To do: Each line from the beginning of the entries below through the line that includes "pub use label_layout::AxisLabelLayout;" must be returned exactly as given.

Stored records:
•••••
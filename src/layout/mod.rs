//! Axis arrangement: measurement, label rows and pixel rectangles.

pub mod axis_layout;
pub mod label_layout;
pub mod measurer;

pub use axis_layout::{AxisEdge, AxisLayout, AxisLayoutEngine, EdgeSizes, LayoutPhase};
pub use label_layout::AxisLabelLayout;
pub use measurer::{ApproximateLabelMeasurer, LabelMeasurer};
use serde::{Deserialize, Serialize};

use crate::core::segment::{Segment, SegmentData, SegmentGeometry};
use crate::core::segment_builder::SegmentContext;
use crate::error::{ChartError, ChartResult};

#[derive(Debug, Clone, Copy, PartialEq, Serialize, Deserialize)]
pub struct LineSettings {
    #[serde(default = "default_stroke_width")]
    pub stroke_width: f64,
}

fn default_stroke_width() -> f64 {
    2.0
}

impl Default for LineSettings {
    fn default() -> Self {
        Self {
            stroke_width: default_stroke_width(),
        }
    }
}

impl LineSettings {
    pub fn validate(&self) -> ChartResult<()> {
        if !self.stroke_width.is_finite() || self.stroke_width < 0.0 {
            return Err(ChartError::InvalidConfig(
                "stroke width must be finite and >= 0".to_owned(),
            ));
        }
        Ok(())
    }
}

/// One segment per consecutive pair; a NaN end empties the segment.
#[must_use]
pub fn create_segments(x_values: &[f64], y_values: &[f64]) -> Vec<Segment> {
    let count = x_values.len().min(y_values.len());
    (1..count)
        .map(|index| {
            let (x1, y1) = (x_values[index - 1], y_values[index - 1]);
            let (x2, y2) = (x_values[index], y_values[index]);
            let empty = [x1, y1, x2, y2].iter().any(|value| !value.is_finite());
            Segment::new(index - 1, SegmentData::Pair { x1, y1, x2, y2 }, empty)
        })
        .collect()
}

pub fn layout(segments: &mut [Segment], ctx: &SegmentContext<'_>) {
    for segment in segments {
        let SegmentData::Pair { x1, y1, x2, y2 } = segment.data else {
            continue;
        };
        segment.geometry = match ctx.transform {
            Some(transform) if !segment.empty => {
                let start = transform.transform(x1, y1);
                let end = transform.transform(x2, y2);
                if start.is_finite() && end.is_finite() {
                    SegmentGeometry::Line { start, end }
                } else {
                    SegmentGeometry::Empty
                }
            }
            _ => SegmentGeometry::Empty,
        };
    }
}
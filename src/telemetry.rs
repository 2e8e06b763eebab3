//! Telemetry helpers for hosts embedding `chart-kit`.
//!
//! Layout passes emit `tracing` events under the `chart_kit` target. Hosts
//! either call `init_default_tracing` or install their own subscriber.

/// Installs a compact `tracing` subscriber when the `telemetry` feature is enabled.
///
/// The filter is read from `RUST_LOG` and falls back to `info`.
/// Returns `false` when the feature is disabled or a global subscriber already exists.
#[must_use]
pub fn init_default_tracing() -> bool {
    #[cfg(feature = "telemetry")]
    {
        let builder = tracing_subscriber::fmt()
            .with_env_filter(
                tracing_subscriber::EnvFilter::try_from_default_env()
                    .unwrap_or_else(|_| tracing_subscriber::EnvFilter::new("info")),
            )
            .with_target(true)
            .compact();

        return builder.try_init().is_ok();
    }

    #[cfg(not(feature = "telemetry"))]
    {
        false
    }
}
//! Logarithmic axis rules.
//!
//! Ranges and intervals of a logarithmic axis live in log space: a visible
//! range of `[0, 3]` with base 10 displays `1 ..= 1000`.

use crate::core::DoubleRange;
use crate::core::numeric_axis::{NumericalPadding, calculate_nice_interval};

pub const DEFAULT_LOG_BASE: f64 = 10.0;

/// `log_base(value)`; non-positive values have no logarithm and yield NaN.
#[must_use]
pub fn get_log_value(value: f64, base: f64) -> f64 {
    if value.is_nan() || value <= 0.0 || base.is_nan() || base <= 0.0 || base == 1.0 {
        return f64::NAN;
    }
    if base == 10.0 {
        value.log10()
    } else if base == 2.0 {
        value.log2()
    } else {
        value.ln() / base.ln()
    }
}

/// `base ^ exponent`.
#[must_use]
pub fn get_pow_value(exponent: f64, base: f64) -> f64 {
    base.powf(exponent)
}

/// Converts a raw-value data range into a log-space actual range.
///
/// Overrides are raw values. Non-positive values are skipped; when nothing
/// positive remains the range defaults to `[0, 1]` (one decade).
#[must_use]
pub fn calculate_actual_range(
    data_range: DoubleRange,
    minimum: Option<f64>,
    maximum: Option<f64>,
    base: f64,
) -> DoubleRange {
    let to_log = |value: f64| get_log_value(value, base);
    let data_log = if data_range.is_empty() {
        DoubleRange::EMPTY
    } else {
        let start = if data_range.start() > 0.0 {
            data_range.start()
        } else {
            // Only the positive tail of the data can be drawn.
            f64::NAN
        };
        let end = data_range.end();
        match (to_log(start), to_log(end)) {
            (s, e) if s.is_finite() && e.is_finite() => DoubleRange::new(s, e),
            (_, e) if e.is_finite() => DoubleRange::new(e.min(0.0), e),
            _ => DoubleRange::EMPTY,
        }
    };

    let minimum = minimum.map(to_log).filter(|value| value.is_finite());
    let maximum = maximum.map(to_log).filter(|value| value.is_finite());

    let range = match (minimum, maximum) {
        (Some(min), Some(max)) => DoubleRange::new(min, max),
        (Some(min), None) if data_log.is_empty() || data_log.end() <= min => {
            DoubleRange::add_default_range(min)
        }
        (Some(min), None) => DoubleRange::new(min, data_log.end()),
        (None, Some(max)) if data_log.is_empty() || data_log.start() >= max => {
            DoubleRange::new(max - 1.0, max)
        }
        (None, Some(max)) => DoubleRange::new(data_log.start(), max),
        (None, None) if data_log.is_empty() => DoubleRange::add_default_range(0.0),
        (None, None) => data_log,
    };

    if range.is_degenerate() {
        DoubleRange::add_default_range(range.start())
    } else {
        range
    }
}

/// Log-space interval: the numeric nice interval floored to whole decades.
#[must_use]
pub fn calculate_interval(log_range: DoubleRange, desired_count: f64) -> f64 {
    calculate_nice_interval(log_range, desired_count).floor().max(1.0)
}

/// Log axes only round to whole exponents; other modes pass through.
#[must_use]
pub fn apply_range_padding(
    log_range: DoubleRange,
    interval: f64,
    padding: NumericalPadding,
) -> DoubleRange {
    if log_range.is_empty() {
        return log_range;
    }
    match padding {
        NumericalPadding::Round | NumericalPadding::Additional => {
            let interval = interval.max(1.0);
            let start = (log_range.start() / interval).floor() * interval;
            let end = (log_range.end() / interval).ceil() * interval;
            if padding == NumericalPadding::Additional {
                DoubleRange::new(start - interval, end + interval)
            } else {
                DoubleRange::new(start, end)
            }
        }
        NumericalPadding::RoundStart => {
            DoubleRange::new(log_range.start().floor(), log_range.end())
        }
        NumericalPadding::RoundEnd => DoubleRange::new(log_range.start(), log_range.end().ceil()),
        _ => log_range,
    }
}
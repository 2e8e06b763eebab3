use chrono::{DateTime, Utc};
use rust_decimal::Decimal;
use serde::{Deserialize, Serialize};

use crate::core::primitives::{datetime_to_ole_date, decimal_to_f64};
use crate::error::ChartResult;

/// Pixel-space point.
#[derive(Debug, Clone, Copy, PartialEq, Default, Serialize, Deserialize)]
pub struct Point {
    pub x: f64,
    pub y: f64,
}

impl Point {
    #[must_use]
    pub const fn new(x: f64, y: f64) -> Self {
        Self { x, y }
    }

    /// Point used for geometry that must not be drawn.
    #[must_use]
    pub const fn nan() -> Self {
        Self {
            x: f64::NAN,
            y: f64::NAN,
        }
    }

    #[must_use]
    pub fn is_finite(self) -> bool {
        self.x.is_finite() && self.y.is_finite()
    }

    #[must_use]
    pub fn distance_to(self, other: Point) -> f64 {
        (self.x - other.x).hypot(self.y - other.y)
    }

    #[must_use]
    pub fn offset(self, dx: f64, dy: f64) -> Self {
        Self::new(self.x + dx, self.y + dy)
    }
}

#[derive(Debug, Clone, Copy, PartialEq, Default, Serialize, Deserialize)]
pub struct Size {
    pub width: f64,
    pub height: f64,
}

impl Size {
    #[must_use]
    pub const fn new(width: f64, height: f64) -> Self {
        Self { width, height }
    }

    #[must_use]
    pub fn is_valid(self) -> bool {
        self.width.is_finite() && self.height.is_finite() && self.width > 0.0 && self.height > 0.0
    }
}

/// Axis-aligned pixel rectangle stored as origin plus extent.
#[derive(Debug, Clone, Copy, PartialEq, Default, Serialize, Deserialize)]
pub struct Rect {
    pub left: f64,
    pub top: f64,
    pub width: f64,
    pub height: f64,
}

impl Rect {
    #[must_use]
    pub const fn new(left: f64, top: f64, width: f64, height: f64) -> Self {
        Self {
            left,
            top,
            width,
            height,
        }
    }

    /// Builds a rectangle from two corners in any order.
    #[must_use]
    pub fn from_points(a: Point, b: Point) -> Self {
        let left = a.x.min(b.x);
        let top = a.y.min(b.y);
        Self::new(left, top, (a.x - b.x).abs(), (a.y - b.y).abs())
    }

    #[must_use]
    pub fn from_ltrb(left: f64, top: f64, right: f64, bottom: f64) -> Self {
        Self::from_points(Point::new(left, top), Point::new(right, bottom))
    }

    #[must_use]
    pub fn from_center(center: Point, size: Size) -> Self {
        Self::new(
            center.x - size.width / 2.0,
            center.y - size.height / 2.0,
            size.width,
            size.height,
        )
    }

    #[must_use]
    pub fn nan() -> Self {
        Self::new(f64::NAN, f64::NAN, f64::NAN, f64::NAN)
    }

    #[must_use]
    pub fn right(self) -> f64 {
        self.left + self.width
    }

    #[must_use]
    pub fn bottom(self) -> f64 {
        self.top + self.height
    }

    #[must_use]
    pub fn center(self) -> Point {
        Point::new(self.left + self.width / 2.0, self.top + self.height / 2.0)
    }

    #[must_use]
    pub fn size(self) -> Size {
        Size::new(self.width, self.height)
    }

    #[must_use]
    pub fn is_finite(self) -> bool {
        self.left.is_finite()
            && self.top.is_finite()
            && self.width.is_finite()
            && self.height.is_finite()
    }

    #[must_use]
    pub fn is_empty(self) -> bool {
        !self.is_finite() || self.width <= 0.0 || self.height <= 0.0
    }

    /// Inclusive containment test.
    #[must_use]
    pub fn contains(self, point: Point) -> bool {
        point.x >= self.left
            && point.x <= self.right()
            && point.y >= self.top
            && point.y <= self.bottom()
    }

    /// Returns `true` when both rectangles share a region of non-zero area.
    #[must_use]
    pub fn intersects(self, other: Rect) -> bool {
        self.left < other.right()
            && other.left < self.right()
            && self.top < other.bottom()
            && other.top < self.bottom()
    }

    /// Grows the rectangle by `dx` on the left and right and `dy` on the top and bottom.
    #[must_use]
    pub fn inflate(self, dx: f64, dy: f64) -> Self {
        Self::new(
            self.left - dx,
            self.top - dy,
            (self.width + 2.0 * dx).max(0.0),
            (self.height + 2.0 * dy).max(0.0),
        )
    }

    #[must_use]
    pub fn translate(self, dx: f64, dy: f64) -> Self {
        Self::new(self.left + dx, self.top + dy, self.width, self.height)
    }

    /// Returns `true` when `inner` lies completely inside this rectangle.
    #[must_use]
    pub fn contains_rect(self, inner: Rect) -> bool {
        inner.left >= self.left - 1e-9
            && inner.top >= self.top - 1e-9
            && inner.right() <= self.right() + 1e-9
            && inner.bottom() <= self.bottom() + 1e-9
    }
}

/// Raw numeric XY sample used by bindings and tests.
#[derive(Debug, Clone, Copy, PartialEq, Serialize, Deserialize)]
pub struct DataPoint {
    pub x: f64,
    pub y: f64,
}

impl DataPoint {
    #[must_use]
    pub fn new(x: f64, y: f64) -> Self {
        Self { x, y }
    }

    /// Builds a sample from decimal-typed inputs.
    pub fn from_decimal(x: Decimal, y: Decimal) -> ChartResult<Self> {
        Ok(Self {
            x: decimal_to_f64(x, "x")?,
            y: decimal_to_f64(y, "y")?,
        })
    }

    /// Builds a date-time sample; `x` is stored as an OLE automation date.
    pub fn from_decimal_time(time: DateTime<Utc>, value: Decimal) -> ChartResult<Self> {
        Ok(Self {
            x: datetime_to_ole_date(time.naive_utc()),
            y: decimal_to_f64(value, "y")?,
        })
    }
}
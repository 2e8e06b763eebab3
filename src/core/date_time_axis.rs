//! Calendar-aware range rules for date-time axes.
//!
//! Axis values are OLE automation dates (fractional days since 1899-12-30),
//! so a one-day span is `1.0`. Intervals are expressed in a calendar unit
//! chosen from the span, and padding rounds to unit boundaries.

use chrono::{Datelike, Months, NaiveDateTime, Timelike};
use serde::{Deserialize, Serialize};

use crate::core::DoubleRange;
use crate::core::numeric_axis::calculate_nice_interval;
use crate::core::primitives::{
    datetime_to_ole_date, is_midnight, month_start, ole_date_to_datetime, ymd_hms,
};

const DAYS_PER_YEAR: f64 = 365.0;
const DAYS_PER_MONTH: f64 = 30.0;
const HOURS_PER_DAY: f64 = 24.0;
const MINUTES_PER_DAY: f64 = 1_440.0;
const SECONDS_PER_DAY: f64 = 86_400.0;
const MILLIS_PER_DAY: f64 = 86_400_000.0;

#[derive(Debug, Clone, Copy, PartialEq, Eq, Hash, Serialize, Deserialize, Default)]
pub enum DateTimeIntervalType {
    #[default]
    Auto,
    Years,
    Months,
    Days,
    Hours,
    Minutes,
    Seconds,
    Milliseconds,
}

impl DateTimeIntervalType {
    /// Units probed by automatic interval selection, coarsest first.
    const AUTO_ORDER: [Self; 7] = [
        Self::Years,
        Self::Months,
        Self::Days,
        Self::Hours,
        Self::Minutes,
        Self::Seconds,
        Self::Milliseconds,
    ];

    /// Number of this unit in one day (years and months use 365/30 day approximations).
    #[must_use]
    pub fn units_per_day(self) -> f64 {
        match self {
            Self::Years => 1.0 / DAYS_PER_YEAR,
            Self::Months => 1.0 / DAYS_PER_MONTH,
            Self::Auto | Self::Days => 1.0,
            Self::Hours => HOURS_PER_DAY,
            Self::Minutes => MINUTES_PER_DAY,
            Self::Seconds => SECONDS_PER_DAY,
            Self::Milliseconds => MILLIS_PER_DAY,
        }
    }

    /// chrono format pattern used for labels at this granularity.
    #[must_use]
    pub fn default_label_pattern(self) -> &'static str {
        match self {
            Self::Years => "%Y",
            Self::Months => "%b %Y",
            Self::Auto | Self::Days => "%m/%d/%Y",
            Self::Hours | Self::Minutes => "%H:%M",
            Self::Seconds => "%H:%M:%S",
            Self::Milliseconds => "%H:%M:%S%.3f",
        }
    }
}

#[derive(Debug, Clone, Copy, PartialEq, Eq, Serialize, Deserialize, Default)]
pub enum DateTimeRangePadding {
    /// Resolves to `None`.
    #[default]
    Auto,
    None,
    Round,
    Additional,
    PrependInterval,
    AppendInterval,
}

/// Picks an interval and its calendar unit for an OLE-date range.
///
/// With `Auto`, the first unit (years, months, days, ...) whose nice interval
/// over the span expressed in that unit reaches `1` wins.
#[must_use]
pub fn calculate_interval(
    range: DoubleRange,
    desired_count: f64,
    requested: DateTimeIntervalType,
) -> (f64, DateTimeIntervalType) {
    let span_days = range.delta();
    if !span_days.is_finite() || span_days <= 0.0 {
        let unit = if requested == DateTimeIntervalType::Auto {
            DateTimeIntervalType::Days
        } else {
            requested
        };
        return (1.0, unit);
    }

    let nice_in = |unit: DateTimeIntervalType| {
        calculate_nice_interval(
            DoubleRange::new(0.0, span_days * unit.units_per_day()),
            desired_count,
        )
    };

    if requested != DateTimeIntervalType::Auto {
        return (nice_in(requested), requested);
    }

    for unit in DateTimeIntervalType::AUTO_ORDER {
        let interval = nice_in(unit);
        if interval >= 1.0 {
            return (interval, unit);
        }
    }
    (
        nice_in(DateTimeIntervalType::Milliseconds),
        DateTimeIntervalType::Milliseconds,
    )
}

/// Resolves the unit of an explicit interval; `Auto` is inferred from the span.
#[must_use]
pub fn resolve_interval_type(
    range: DoubleRange,
    desired_count: f64,
    requested: DateTimeIntervalType,
) -> DateTimeIntervalType {
    if requested == DateTimeIntervalType::Auto {
        calculate_interval(range, desired_count, requested).1
    } else {
        requested
    }
}

/// Adds `interval` calendar units to an OLE date.
///
/// Whole years and months step the calendar (month lengths and leap years
/// respected); fractional parts fall back to day approximations.
#[must_use]
pub fn add_interval(value: f64, interval: f64, unit: DateTimeIntervalType) -> f64 {
    if !value.is_finite() || !interval.is_finite() {
        return f64::NAN;
    }
    match unit {
        DateTimeIntervalType::Years => add_months(value, interval * 12.0),
        DateTimeIntervalType::Months => add_months(value, interval),
        other => value + interval / other.units_per_day(),
    }
}

fn add_months(value: f64, months: f64) -> f64 {
    let whole = months.trunc();
    let fraction = months - whole;
    let Some(time) = ole_date_to_datetime(value) else {
        return f64::NAN;
    };
    let magnitude = Months::new(whole.abs().min(f64::from(u32::MAX)) as u32);
    let stepped = if whole >= 0.0 {
        time.checked_add_months(magnitude)
    } else {
        time.checked_sub_months(magnitude)
    };
    match stepped {
        Some(stepped) => datetime_to_ole_date(stepped) + fraction * DAYS_PER_MONTH,
        None => f64::NAN,
    }
}

/// Start of the `unit` containing `time`; years align to multiples of `interval`.
fn floor_to_unit(time: NaiveDateTime, interval: f64, unit: DateTimeIntervalType) -> NaiveDateTime {
    let floored = match unit {
        DateTimeIntervalType::Years => {
            let step = interval.round().max(1.0) as i32;
            let year = time.year().div_euclid(step) * step;
            ymd_hms(year, 1, 1, 0, 0, 0)
        }
        DateTimeIntervalType::Months => month_start(time),
        DateTimeIntervalType::Auto | DateTimeIntervalType::Days => {
            ymd_hms(time.year(), time.month(), time.day(), 0, 0, 0)
        }
        DateTimeIntervalType::Hours => {
            ymd_hms(time.year(), time.month(), time.day(), time.hour(), 0, 0)
        }
        DateTimeIntervalType::Minutes => ymd_hms(
            time.year(),
            time.month(),
            time.day(),
            time.hour(),
            time.minute(),
            0,
        ),
        DateTimeIntervalType::Seconds => time.with_nanosecond(0),
        DateTimeIntervalType::Milliseconds => Some(time),
    };
    floored.unwrap_or(time)
}

/// Rounds an OLE date down to the start of its calendar unit.
#[must_use]
pub fn round_down(value: f64, interval: f64, unit: DateTimeIntervalType) -> f64 {
    match ole_date_to_datetime(value) {
        Some(time) => datetime_to_ole_date(floor_to_unit(time, interval, unit)),
        None => value,
    }
}

/// Rounds an OLE date up to the next calendar-unit boundary (identity on boundaries).
#[must_use]
pub fn round_up(value: f64, interval: f64, unit: DateTimeIntervalType) -> f64 {
    let Some(time) = ole_date_to_datetime(value) else {
        return value;
    };
    let floored = floor_to_unit(time, interval, unit);
    if floored == time {
        return value;
    }
    let step = match unit {
        DateTimeIntervalType::Years => interval.round().max(1.0),
        _ => 1.0,
    };
    add_interval(datetime_to_ole_date(floored), step, unit)
}

#[must_use]
pub fn apply_range_padding(
    range: DoubleRange,
    interval: f64,
    unit: DateTimeIntervalType,
    padding: DateTimeRangePadding,
) -> DoubleRange {
    if range.is_empty() || !interval.is_finite() || interval <= 0.0 {
        return range;
    }
    match padding {
        DateTimeRangePadding::Auto | DateTimeRangePadding::None => range,
        DateTimeRangePadding::Round => DoubleRange::new(
            round_down(range.start(), interval, unit),
            round_up(range.end(), interval, unit),
        ),
        DateTimeRangePadding::Additional => {
            let start = round_down(range.start(), interval, unit);
            let end = round_up(range.end(), interval, unit);
            DoubleRange::new(
                add_interval(start, -interval, unit),
                add_interval(end, interval, unit),
            )
        }
        DateTimeRangePadding::PrependInterval => DoubleRange::new(
            add_interval(range.start(), -interval, unit),
            range.end(),
        ),
        DateTimeRangePadding::AppendInterval => DoubleRange::new(
            range.start(),
            add_interval(range.end(), interval, unit),
        ),
    }
}

/// Calendar-stepped tick values inside `range`.
#[must_use]
pub fn generate_ticks(
    range: DoubleRange,
    interval: f64,
    unit: DateTimeIntervalType,
    max_ticks: usize,
) -> Vec<f64> {
    if range.is_empty() || !interval.is_finite() || interval <= 0.0 {
        return Vec::new();
    }
    let epsilon = 1e-9;
    let mut value = round_down(range.start(), interval, unit);
    let mut ticks = Vec::new();
    let mut guard = 0usize;
    while value <= range.end() + epsilon && ticks.len() < max_ticks && guard < max_ticks * 4 {
        if value >= range.start() - epsilon {
            ticks.push(value);
        }
        let next = add_interval(value, interval, unit);
        if !next.is_finite() || next <= value {
            break;
        }
        value = next;
        guard += 1;
    }
    ticks
}

/// Converts an auto-scrolling delta expressed in `unit` into days.
#[must_use]
pub fn delta_in_days(delta: f64, unit: DateTimeIntervalType) -> f64 {
    delta / unit.units_per_day()
}

/// Formats an OLE date; unconvertible values render as an empty string.
#[must_use]
pub fn format_ole_date(value: f64, pattern: &str) -> String {
    match ole_date_to_datetime(value) {
        Some(time) if is_midnight(time) && pattern.contains("%H") => {
            time.format("%m/%d").to_string()
        }
        Some(time) => time.format(pattern).to_string(),
        None => String::new(),
    }
}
•••••
Reply to the task:
filename src/layout/mod.rs
//! Axis arrangement: measurement, label rows and pixel rectangles.

pub mod axis_layout;
pub mod label_layout;
pub mod measurer;

pub use axis_layout::{AxisEdge, AxisLayout, AxisLayoutEngine, EdgeSizes, LayoutPhase};
pub use label_layout::AxisLabelLayout;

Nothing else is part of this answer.